What you will do |
Return all lines from the listing below in which the string "CollaboratorPermission" occurs.

Information provided |

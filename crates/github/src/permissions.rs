use std::future::Future;

use http::StatusCode;
use octocrab::Octocrab;
use serde::Deserialize;

use crate::{Credential, GitHub, UserToken};

/// Decides what a user may do with a repository.
pub trait PermissionGate {
    /// Whether the user may dispatch workflows on the repository.
    fn can_dispatch(
        &self,
        owner: &str,
        repo: &str,
        user: &UserToken,
    ) -> impl Future<Output = bool> + Send;

    /// Whether the repository is visible to the user's own token.
    fn can_read(&self, owner: &str, repo: &str, user: &UserToken) -> impl Future<Output = bool> + Send;
}

#[derive(Deserialize)]
struct CollaboratorPermission {
    permission: String,
    role_name: Option<String>,
}

impl CollaboratorPermission {
    fn allows_dispatch(&self) -> bool {
        matches!(self.permission.as_str(), "admin" | "write")
            || matches!(self.role_name.as_deref(), Some("admin" | "maintain" | "write"))
    }
}

#[derive(Deserialize)]
struct Repository {
    #[serde(default)]
    permissions: Option<RepositoryPermissions>,
}

#[derive(Deserialize)]
struct RepositoryPermissions {
    #[serde(default)]
    push: bool,
}

fn refused(err: &octocrab::Error) -> Option<StatusCode> {
    match err {
        octocrab::Error::GitHub { source, .. }
            if matches!(
                source.status_code,
                StatusCode::UNAUTHORIZED | StatusCode::FORBIDDEN | StatusCode::NOT_FOUND
            ) =>
        {
            Some(source.status_code)
        }
        _ => None,
    }
}

/// The repository as seen by the user's token. Refusals and errors are logged and yield `None`.
async fn repository(client: &Octocrab, owner: &str, repo: &str, login: &str) -> Option<Repository> {
    match client.get::<Repository, _, ()>(format!("/repos/{owner}/{repo}"), None).await {
        Ok(repository) => Some(repository),
        Err(e) => {
            match refused(&e) {
                Some(status) => tracing::warn!(
                    "User {} cannot access {}/{} ({})",
                    login,
                    owner,
                    repo,
                    status
                ),
                None => tracing::error!("Error checking access of {} to {}/{}: {}", login, owner, repo, e),
            }
            None
        }
    }
}

/// Fallback when the collaborator endpoint is unavailable to the caller: the repository's
/// `permissions` block as seen by the user's token.
async fn can_push(client: &Octocrab, owner: &str, repo: &str, login: &str) -> bool {
    repository(client, owner, repo, login)
        .await
        .and_then(|r| r.permissions)
        .is_some_and(|p| p.push)
}

fn user_client(github: &GitHub, user: &UserToken) -> Option<Octocrab> {
    match Credential::user(user.token.clone()).client(&github.config.api_base) {
        Ok(client) => Some(client),
        Err(e) => {
            tracing::error!("Failed to build client for {}: {}", user.login, e);
            None
        }
    }
}

impl PermissionGate for GitHub {
    async fn can_dispatch(&self, owner: &str, repo: &str, user: &UserToken) -> bool {
        let Some(client) = user_client(self, user) else {
            return false;
        };
        let route = format!("/repos/{owner}/{repo}/collaborators/{}/permission", user.login);
        let allowed = match client.get::<CollaboratorPermission, _, ()>(route, None).await {
            Ok(permission) => {
                tracing::debug!(
                    "User {} has {} permission on {}/{}",
                    user.login,
                    permission.permission,
                    owner,
                    repo
                );
                permission.allows_dispatch()
            }
            Err(e) if refused(&e).is_some() => {
                tracing::debug!(
                    "Collaborator permission of {} on {}/{} unavailable, checking repository access",
                    user.login,
                    owner,
                    repo
                );
                can_push(&client, owner, repo, &user.login).await
            }
            Err(e) => {
                tracing::error!(
                    "Error checking permission of {} on {}/{}: {}",
                    user.login,
                    owner,
                    repo,
                    e
                );
                false
            }
        };
        if allowed {
            tracing::info!("User {} may dispatch workflows on {}/{}", user.login, owner, repo);
        } else {
            tracing::warn!("User {} may not dispatch workflows on {}/{}", user.login, owner, repo);
        }
        allowed
    }

    async fn can_read(&self, owner: &str, repo: &str, user: &UserToken) -> bool {
        let Some(client) = user_client(self, user) else {
            return false;
        };
        let visible = repository(&client, owner, repo, &user.login).await.is_some();
        tracing::debug!("Repository {}/{} visible to {}: {}", owner, repo, user.login, visible);
        visible
    }
}
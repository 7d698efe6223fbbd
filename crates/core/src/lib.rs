pub mod config;
pub mod models;

use axum::{
    Json,
    http::StatusCode,
    response::{IntoResponse, Response},
};

pub enum AppError {
    Status(StatusCode),
    /// A failure with a message the caller is meant to see, e.g. an upstream GitHub error.
    Message(StatusCode, String),
    Internal(anyhow::Error),
}

#[derive(serde::Serialize)]
struct ErrorBody<'a> {
    detail: &'a str,
}

impl IntoResponse for AppError {
    fn into_response(self) -> Response {
        match self {
            Self::Status(status) if status == StatusCode::NOT_FOUND => {
                (status, Json(ErrorBody { detail: "Not found" })).into_response()
            }
            Self::Status(status) => status.into_response(),
            Self::Message(status, message) => {
                if status.is_server_error() {
                    tracing::error!("{} {}", status, message);
                } else {
                    tracing::info!("{} {}", status, message);
                }
                (status, Json(ErrorBody { detail: &message })).into_response()
            }
            Self::Internal(err) => {
                tracing::error!("{:?}", err);
                let detail = format!("Something went wrong: {}", err);
                (StatusCode::INTERNAL_SERVER_ERROR, Json(ErrorBody { detail: &detail }))
                    .into_response()
            }
        }
    }
}

impl<E: Into<anyhow::Error>> From<E> for AppError {
    fn from(err: E) -> Self { Self::Internal(err.into()) }
}
use std::fmt;

use action_executor_core::models::AuthMode;
use octocrab::Octocrab;
use time::OffsetDateTime;
use url::Url;

use crate::error::{Error, Result};

/// A bearer token for GitHub's REST API.
///
/// Installation tokens are obtained fresh for every operation and never stored.
#[derive(Clone)]
pub struct Credential {
    token: String,
    pub expires_at: Option<OffsetDateTime>,
    pub mode: AuthMode,
}

impl Credential {
    pub fn installation(token: String, expires_at: Option<OffsetDateTime>) -> Self {
        Self { token, expires_at, mode: AuthMode::App }
    }

    pub fn user(token: String) -> Self { Self { token, expires_at: None, mode: AuthMode::User } }

    pub fn token(&self) -> &str { &self.token }

    /// Build an API client authenticating with this credential.
    pub fn client(&self, api_base: &Url) -> Result<Octocrab> { build_client(api_base, &self.token) }
}

impl fmt::Debug for Credential {
    fn fmt(&self, f: &mut fmt::Formatter<'_>) -> fmt::Result {
        f.debug_struct("Credential")
            .field("token", &"[redacted]")
            .field("expires_at", &self.expires_at)
            .field("mode", &self.mode)
            .finish()
    }
}

/// A user's OAuth token and the login it belongs to.
#[derive(Clone)]
pub struct UserToken {
    pub login: String,
    pub token: String,
}

impl fmt::Debug for UserToken {
    fn fmt(&self, f: &mut fmt::Formatter<'_>) -> fmt::Result {
        f.debug_struct("UserToken").field("login", &self.login).field("token", &"[redacted]").finish()
    }
}

/// The identity an operation acts as.
#[derive(Debug, Clone)]
pub enum Auth {
    /// The configured GitHub App installation.
    App,
    /// The caller's own OAuth token; bypasses the App credential exchange.
    User(UserToken),
}

impl Auth {
    pub fn mode(&self) -> AuthMode {
        match self {
            Self::App => AuthMode::App,
            Self::User(_) => AuthMode::User,
        }
    }

    /// Cache key suffix: App results are shared, user results are kept per login.
    pub fn cache_scope(&self) -> String {
        match self {
            Self::App => "app".to_string(),
            Self::User(user) => format!("user:{}", user.login.to_ascii_lowercase()),
        }
    }
}

/// Create an Octocrab client sending `Authorization: Bearer <token>` to `api_base`.
pub(crate) fn build_client(api_base: &Url, token: &str) -> Result<Octocrab> {
    Octocrab::builder()
        .base_uri(api_base.as_str().trim_end_matches('/'))
        .map_err(|e| Error::Transport(Box::new(e)))?
        .personal_token(token.to_string())
        .build()
        .map_err(|e| Error::Transport(Box::new(e)))
}
//! Economy commands - `credits`, `daily` and `give`.

// Inner module to suppress missing_docs warnings for poise macro-generated code
mod inner {
    #![allow(missing_docs)]

    use crate::{
        bot::{Context, format_remaining},
        core::economy::{self, DailyClaim, Participant},
        errors::Result,
    };
    use chrono::Utc;
    use poise::serenity_prelude::{self as serenity, Mentionable};

    const BALANCE_COLOUR: u32 = 0x2e_cc71;

    /// Shows your balance or another member's.
    #[poise::command(slash_command, prefix_command, aliases("credit", "bal", "balance"))]
    pub async fn credits(
        ctx: Context<'_>,
        #[description = "Member to check (defaults to you)"] member: Option<serenity::User>,
    ) -> Result<()> {
        let user = member.as_ref().unwrap_or_else(|| ctx.author());
        if user.bot {
            ctx.say("❌ Bots don't have a balance.").await?;
            return Ok(());
        }

        let balance = economy::balance(&ctx.data().database, user.id.get()).await?;
        let embed = serenity::CreateEmbed::new()
            .description(format!(
                "💰 **{}**, your balance is `${balance}`",
                user.display_name()
            ))
            .colour(BALANCE_COLOUR);
        ctx.send(poise::CreateReply::default().embed(embed)).await?;
        Ok(())
    }

    /// Claims the daily reward.
    #[poise::command(slash_command, prefix_command)]
    pub async fn daily(ctx: Context<'_>) -> Result<()> {
        let data = ctx.data();
        let economy_config = &data.config.tunables.economy;
        let user_id = ctx.author().id.get();
        let now = Utc::now();

        let amount = economy::roll_daily_amount(&mut rand::rng(), economy_config.daily_range());
        let claim = economy::claim_daily(
            &data.database,
            user_id,
            amount,
            now,
            economy_config.daily_cooldown(),
        )
        .await?;
        let account = match claim {
            DailyClaim::Granted(account) => account,
            DailyClaim::Cooldown(remaining) => {
                ctx.send(
                    poise::CreateReply::default()
                        .content(format!(
                            "⏳ You can claim your daily reward again in `{}`",
                            format_remaining(remaining)
                        ))
                        .ephemeral(true),
                )
                .await?;
                return Ok(());
            }
        };
        tracing::info!(
            "User {user_id} claimed daily reward of {amount}, balance now {}",
            account.credits
        );

        let embed = serenity::CreateEmbed::new()
            .description(format!(
                "✅ **{}**, you received `${amount}` as your daily reward!",
                ctx.author().display_name()
            ))
            .colour(BALANCE_COLOUR);
        ctx.send(poise::CreateReply::default().embed(embed)).await?;
        Ok(())
    }

    /// Sends credits to another member.
    #[poise::command(slash_command, prefix_command, aliases("transfer", "pay"))]
    pub async fn give(
        ctx: Context<'_>,
        #[description = "Who receives the credits"] member: serenity::User,
        #[description = "Amount to send"] amount: i64,
    ) -> Result<()> {
        let from = Participant {
            user_id: ctx.author().id.get(),
            is_bot: ctx.author().bot,
        };
        let to = Participant {
            user_id: member.id.get(),
            is_bot: member.bot,
        };

        // Validation and balance failures surface through on_error as rejections
        let receipt = economy::transfer(&ctx.data().database, from, to, amount).await?;

        ctx.say(format!(
            "✅ **{}**, sent `${}` to {}. Your balance is now `${}`.",
            ctx.author().display_name(),
            receipt.amount,
            member.mention(),
            receipt.sender_balance
        ))
        .await?;
        Ok(())
    }
}

// Re-export all commands
pub use inner::*;
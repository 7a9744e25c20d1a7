//! Warning entity - Append-only moderation warnings.

use sea_orm::entity::prelude::*;
use serde::{Deserialize, Serialize};

/// Warning database model
#[derive(Clone, Debug, PartialEq, Eq, DeriveEntityModel, Serialize, Deserialize)]
#[sea_orm(table_name = "warnings")]
pub struct Model {
    /// Unique identifier
    #[sea_orm(primary_key)]
    pub warn_id: i64,
    /// Guild the warning was issued in
    pub guild_id: i64,
    /// Warned member
    pub user_id: i64,
    /// Moderator who issued it
    pub moderator_id: i64,
    /// Free-text reason
    pub reason: String,
    /// When it was issued
    pub timestamp: DateTimeUtc,
}

/// Warnings have no relationships with other entities
#[derive(Copy, Clone, Debug, EnumIter, DeriveRelation)]
pub enum Relation {}

impl ActiveModelBehavior for ActiveModel {}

Answer space |
struct CollaboratorPermission {
impl CollaboratorPermission {
        let allowed = match client.get::<CollaboratorPermission, _, ()>(route, None).await {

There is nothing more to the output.